* [TRY IT]: All lines in the material with the string "ChatId" should be listed.

* [RECORDS FOR THIS TASK]:
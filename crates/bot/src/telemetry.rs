//! Tracing, Sentry and admin chat alerts.
//!
//! Sentry has to be initialised before the subscriber so the Sentry layer
//! picks up the client; [`init`] does both in the right order and returns
//! the guard that must be kept alive for the lifetime of the process.

use std::fmt::Write as _;

use sentry::integrations::tracing as sentry_tracing;
use shopbot_core::{ChatId, OutboundAction};
use teloxide::Bot;
use tokio::sync::mpsc;
use tracing::field::{Field, Visit};
use tracing::{Event, Level, Subscriber};
use tracing_subscriber::layer::{Context, Layer, SubscriberExt};
use tracing_subscriber::util::SubscriberInitExt;

use crate::config::BotConfig;
use crate::telegram::{ChatSender, TelegramSender};

/// Filter used when `RUST_LOG` is not set.
const DEFAULT_FILTER: &str = "shopbot=info,teloxide=warn";

/// Events from this module are never forwarded, so a failing alert cannot
/// trigger another alert.
const WORKER_TARGET: &str = module_path!();

/// Longest alert sent to the admin chat, in characters.
const MAX_ALERT_CHARS: usize = 4000;

/// Initialize Sentry and the global tracing subscriber.
///
/// When an admin chat is configured, WARN and ERROR events are also sent
/// there by a background task. Must be called inside the Tokio runtime.
#[must_use]
pub fn init(config: &BotConfig, bot: &Bot) -> Option<sentry::ClientInitGuard> {
    let sentry_guard = init_sentry(config);

    let env_filter = tracing_subscriber::EnvFilter::try_from_default_env()
        .unwrap_or_else(|_| DEFAULT_FILTER.into());

    let alerts = config.telegram.admin_chat_id.map(|chat_id| {
        let (layer, receiver) = AlertLayer::channel();
        tokio::spawn(run_alert_worker(
            TelegramSender::new(bot.clone()),
            chat_id,
            receiver,
        ));
        layer
    });

    tracing_subscriber::registry()
        .with(env_filter)
        .with(tracing_subscriber::fmt::layer())
        .with(sentry_tracing::layer().event_filter(sentry_event_filter))
        .with(alerts)
        .init();

    if sentry_guard.is_some() {
        tracing::info!("Sentry initialized");
    }
    if let Some(chat_id) = config.telegram.admin_chat_id {
        tracing::info!(chat_id = %chat_id, "Forwarding warnings to admin chat");
    }

    sentry_guard
}

/// Initialize Sentry error tracking and return guard that must be kept alive.
fn init_sentry(config: &BotConfig) -> Option<sentry::ClientInitGuard> {
    let dsn = config.sentry_dsn.as_ref()?;

    Some(sentry::init((
        dsn.as_str(),
        sentry::ClientOptions {
            release: sentry::release_name!(),
            environment: config
                .sentry_environment
                .clone()
                .map(std::borrow::Cow::Owned),
            sample_rate: config.sentry_sample_rate,
            traces_sample_rate: config.sentry_traces_sample_rate,
            attach_stacktrace: true,
            ..Default::default()
        },
    )))
}

/// Filter tracing events to Sentry event types.
fn sentry_event_filter(metadata: &tracing::Metadata<'_>) -> sentry_tracing::EventFilter {
    match *metadata.level() {
        Level::ERROR | Level::WARN => sentry_tracing::EventFilter::Event,
        Level::INFO | Level::DEBUG => sentry_tracing::EventFilter::Breadcrumb,
        Level::TRACE => sentry_tracing::EventFilter::Ignore,
    }
}

// =============================================================================
// Admin Alerts
// =============================================================================

/// Layer rendering WARN and ERROR events to one line each and handing them
/// to the alert worker.
#[derive(Debug, Clone)]
pub struct AlertLayer {
    sender: mpsc::UnboundedSender<String>,
}

impl AlertLayer {
    /// Create the layer and the receiving end for the worker.
    #[must_use]
    pub fn channel() -> (Self, mpsc::UnboundedReceiver<String>) {
        let (sender, receiver) = mpsc::unbounded_channel();
        (Self { sender }, receiver)
    }
}

impl<S: Subscriber> Layer<S> for AlertLayer {
    fn on_event(&self, event: &Event<'_>, _ctx: Context<'_, S>) {
        let metadata = event.metadata();
        if !forwards(*metadata.level(), metadata.target()) {
            return;
        }

        let mut visitor = AlertVisitor::default();
        event.record(&mut visitor);

        // Receiver gone means the runtime is shutting down
        let _ = self
            .sender
            .send(visitor.render(*metadata.level(), metadata.target()));
    }
}

/// Whether an event at `level` from `target` goes to the admin chat.
fn forwards(level: Level, target: &str) -> bool {
    level <= Level::WARN && !target.starts_with("teloxide") && !target.starts_with(WORKER_TARGET)
}

/// Collects an event's message and fields.
#[derive(Debug, Default)]
struct AlertVisitor {
    message: String,
    fields: String,
}

impl Visit for AlertVisitor {
    fn record_str(&mut self, field: &Field, value: &str) {
        if field.name() == "message" {
            self.message.push_str(value);
        } else {
            let _ = write!(self.fields, " {}={value}", field.name());
        }
    }

    fn record_debug(&mut self, field: &Field, value: &dyn std::fmt::Debug) {
        if field.name() == "message" {
            let _ = write!(self.message, "{value:?}");
        } else {
            let _ = write!(self.fields, " {}={value:?}", field.name());
        }
    }
}

impl AlertVisitor {
    fn render(&self, level: Level, target: &str) -> String {
        let line = format!("{level} {target}: {}{}", self.message, self.fields);
        if line.chars().count() > MAX_ALERT_CHARS {
            line.chars().take(MAX_ALERT_CHARS).collect()
        } else {
            line
        }
    }
}

/// Deliver queued alerts to the admin chat until the channel closes.
async fn run_alert_worker<S: ChatSender>(
    sender: S,
    chat_id: ChatId,
    mut receiver: mpsc::UnboundedReceiver<String>,
) {
    while let Some(text) = receiver.recv().await {
        let action = OutboundAction::SendText {
            chat_id,
            text,
            keyboard: None,
        };
        if let Err(e) = sender.perform(&action).await {
            tracing::debug!(error = %e, "Failed to deliver admin alert");
        }
    }
}

#[cfg(test)]
#[allow(clippy::unwrap_used)]
mod tests {
    use super::*;

    #[test]
    fn test_forwarding_rules() {
        assert!(forwards(Level::ERROR, "shopbot::error"));
        assert!(forwards(Level::WARN, "shopbot::dialogue::handlers"));
        assert!(!forwards(Level::INFO, "shopbot::error"));
        assert!(!forwards(Level::ERROR, "teloxide::dispatching"));
        assert!(!forwards(Level::ERROR, WORKER_TARGET));
    }

    #[test]
    fn test_warning_is_rendered_with_fields() {
        let (layer, mut receiver) = AlertLayer::channel();
        let subscriber = tracing_subscriber::registry().with(layer);

        tracing::subscriber::with_default(subscriber, || {
            tracing::warn!(target: "shopbot::test", chat_id = 42, "Cart is gone");
            tracing::info!(target: "shopbot::test", "Not forwarded");
        });

        assert_eq!(
            receiver.try_recv().unwrap(),
            "WARN shopbot::test: Cart is gone chat_id=42"
        );
        assert!(receiver.try_recv().is_err());
    }

    #[test]
    fn test_long_alerts_are_truncated() {
        let visitor = AlertVisitor {
            message: "x".repeat(MAX_ALERT_CHARS * 2),
            fields: String::new(),
        };
        assert_eq!(
            visitor.render(Level::ERROR, "shopbot").chars().count(),
            MAX_ALERT_CHARS
        );
    }
}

* [COMPLETED TASK]:
use shopbot_core::{ChatId, OutboundAction};
    chat_id: ChatId,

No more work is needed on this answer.